==== TASK INPUT
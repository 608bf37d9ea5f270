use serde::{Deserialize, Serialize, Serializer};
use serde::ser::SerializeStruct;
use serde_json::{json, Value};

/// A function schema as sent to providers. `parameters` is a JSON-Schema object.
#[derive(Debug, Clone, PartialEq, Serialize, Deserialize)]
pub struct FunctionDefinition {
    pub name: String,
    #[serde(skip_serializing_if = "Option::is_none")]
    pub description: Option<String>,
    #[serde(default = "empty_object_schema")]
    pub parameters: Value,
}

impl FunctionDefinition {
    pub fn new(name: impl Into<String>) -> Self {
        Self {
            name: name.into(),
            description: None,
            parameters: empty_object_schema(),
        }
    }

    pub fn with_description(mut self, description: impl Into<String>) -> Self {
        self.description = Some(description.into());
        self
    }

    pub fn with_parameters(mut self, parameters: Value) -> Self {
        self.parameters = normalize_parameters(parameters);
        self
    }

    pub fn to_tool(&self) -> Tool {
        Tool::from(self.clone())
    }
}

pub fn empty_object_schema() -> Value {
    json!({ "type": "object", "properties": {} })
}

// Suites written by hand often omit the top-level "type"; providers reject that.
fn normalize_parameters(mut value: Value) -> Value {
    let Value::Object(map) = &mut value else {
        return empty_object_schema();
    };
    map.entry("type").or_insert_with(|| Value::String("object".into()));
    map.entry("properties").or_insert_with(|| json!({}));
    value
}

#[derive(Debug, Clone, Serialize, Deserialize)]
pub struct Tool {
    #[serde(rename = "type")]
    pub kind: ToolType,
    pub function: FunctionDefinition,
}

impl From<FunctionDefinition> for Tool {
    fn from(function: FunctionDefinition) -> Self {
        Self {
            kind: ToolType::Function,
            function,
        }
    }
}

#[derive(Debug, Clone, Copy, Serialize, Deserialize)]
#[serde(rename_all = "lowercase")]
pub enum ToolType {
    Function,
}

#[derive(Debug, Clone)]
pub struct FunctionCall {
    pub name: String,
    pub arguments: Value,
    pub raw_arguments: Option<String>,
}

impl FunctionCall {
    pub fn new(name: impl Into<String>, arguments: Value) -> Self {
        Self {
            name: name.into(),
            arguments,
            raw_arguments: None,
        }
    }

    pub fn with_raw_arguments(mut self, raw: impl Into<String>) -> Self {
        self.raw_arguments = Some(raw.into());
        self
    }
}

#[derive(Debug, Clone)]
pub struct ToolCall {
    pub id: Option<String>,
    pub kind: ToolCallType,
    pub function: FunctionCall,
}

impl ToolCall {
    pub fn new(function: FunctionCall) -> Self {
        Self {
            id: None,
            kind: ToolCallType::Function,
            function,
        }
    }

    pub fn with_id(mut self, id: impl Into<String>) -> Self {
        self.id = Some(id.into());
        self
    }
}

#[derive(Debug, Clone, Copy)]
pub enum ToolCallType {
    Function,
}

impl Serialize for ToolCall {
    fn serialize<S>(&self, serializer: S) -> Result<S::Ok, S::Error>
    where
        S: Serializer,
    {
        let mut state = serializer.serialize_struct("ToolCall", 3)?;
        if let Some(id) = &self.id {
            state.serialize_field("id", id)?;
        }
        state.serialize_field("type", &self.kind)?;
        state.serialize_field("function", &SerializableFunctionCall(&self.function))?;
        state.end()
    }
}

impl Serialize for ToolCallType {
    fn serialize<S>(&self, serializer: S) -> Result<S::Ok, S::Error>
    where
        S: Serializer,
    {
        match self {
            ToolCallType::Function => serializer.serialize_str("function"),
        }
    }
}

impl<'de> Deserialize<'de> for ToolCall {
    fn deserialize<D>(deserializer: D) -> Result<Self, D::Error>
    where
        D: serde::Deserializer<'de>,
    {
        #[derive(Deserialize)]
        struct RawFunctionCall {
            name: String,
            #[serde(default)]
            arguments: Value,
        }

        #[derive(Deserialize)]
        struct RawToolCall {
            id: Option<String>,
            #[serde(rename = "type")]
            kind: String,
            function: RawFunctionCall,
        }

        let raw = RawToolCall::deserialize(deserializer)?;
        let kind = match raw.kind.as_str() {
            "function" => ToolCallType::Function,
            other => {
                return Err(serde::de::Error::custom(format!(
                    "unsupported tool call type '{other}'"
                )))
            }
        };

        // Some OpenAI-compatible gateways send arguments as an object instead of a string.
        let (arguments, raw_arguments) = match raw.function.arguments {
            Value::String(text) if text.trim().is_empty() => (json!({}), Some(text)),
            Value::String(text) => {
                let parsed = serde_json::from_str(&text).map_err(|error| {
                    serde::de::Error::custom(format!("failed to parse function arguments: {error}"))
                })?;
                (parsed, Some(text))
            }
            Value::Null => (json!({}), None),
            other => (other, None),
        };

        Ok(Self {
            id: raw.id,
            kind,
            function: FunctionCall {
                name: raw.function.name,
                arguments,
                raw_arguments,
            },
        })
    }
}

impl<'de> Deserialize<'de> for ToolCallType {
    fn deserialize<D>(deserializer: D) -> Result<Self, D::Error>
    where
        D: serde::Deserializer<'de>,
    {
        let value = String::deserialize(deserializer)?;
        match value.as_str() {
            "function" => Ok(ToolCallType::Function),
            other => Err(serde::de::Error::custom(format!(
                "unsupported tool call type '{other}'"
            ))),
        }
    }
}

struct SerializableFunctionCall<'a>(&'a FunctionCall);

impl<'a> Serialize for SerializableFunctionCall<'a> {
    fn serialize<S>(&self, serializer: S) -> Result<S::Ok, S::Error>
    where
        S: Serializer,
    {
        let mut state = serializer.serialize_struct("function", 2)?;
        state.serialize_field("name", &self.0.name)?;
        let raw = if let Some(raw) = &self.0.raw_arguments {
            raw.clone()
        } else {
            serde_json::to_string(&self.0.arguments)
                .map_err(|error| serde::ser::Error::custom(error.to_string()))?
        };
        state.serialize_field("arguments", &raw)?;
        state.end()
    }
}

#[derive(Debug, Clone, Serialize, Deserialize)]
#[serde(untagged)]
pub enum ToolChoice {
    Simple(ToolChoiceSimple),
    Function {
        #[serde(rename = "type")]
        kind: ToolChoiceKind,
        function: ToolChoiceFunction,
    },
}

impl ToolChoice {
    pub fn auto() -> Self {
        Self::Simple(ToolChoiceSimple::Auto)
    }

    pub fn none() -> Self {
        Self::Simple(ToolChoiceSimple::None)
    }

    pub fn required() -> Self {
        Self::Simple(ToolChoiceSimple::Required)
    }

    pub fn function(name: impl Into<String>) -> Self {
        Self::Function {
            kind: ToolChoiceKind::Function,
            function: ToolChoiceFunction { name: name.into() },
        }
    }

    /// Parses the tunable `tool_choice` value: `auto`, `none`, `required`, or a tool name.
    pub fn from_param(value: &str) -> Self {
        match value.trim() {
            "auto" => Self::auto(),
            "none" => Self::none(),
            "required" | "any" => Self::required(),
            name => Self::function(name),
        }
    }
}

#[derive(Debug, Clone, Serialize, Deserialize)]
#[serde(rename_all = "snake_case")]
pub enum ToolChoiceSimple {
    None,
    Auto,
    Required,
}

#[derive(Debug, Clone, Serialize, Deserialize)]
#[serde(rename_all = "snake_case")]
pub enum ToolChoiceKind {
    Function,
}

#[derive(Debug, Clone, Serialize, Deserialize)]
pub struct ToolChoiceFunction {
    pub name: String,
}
========
WHAT IS BEING ASKED. From the records above, return each line that includes "default".

ANSWER TO THIS EXERCISE.
    #[serde(default = "empty_object_schema")]
            #[serde(default)]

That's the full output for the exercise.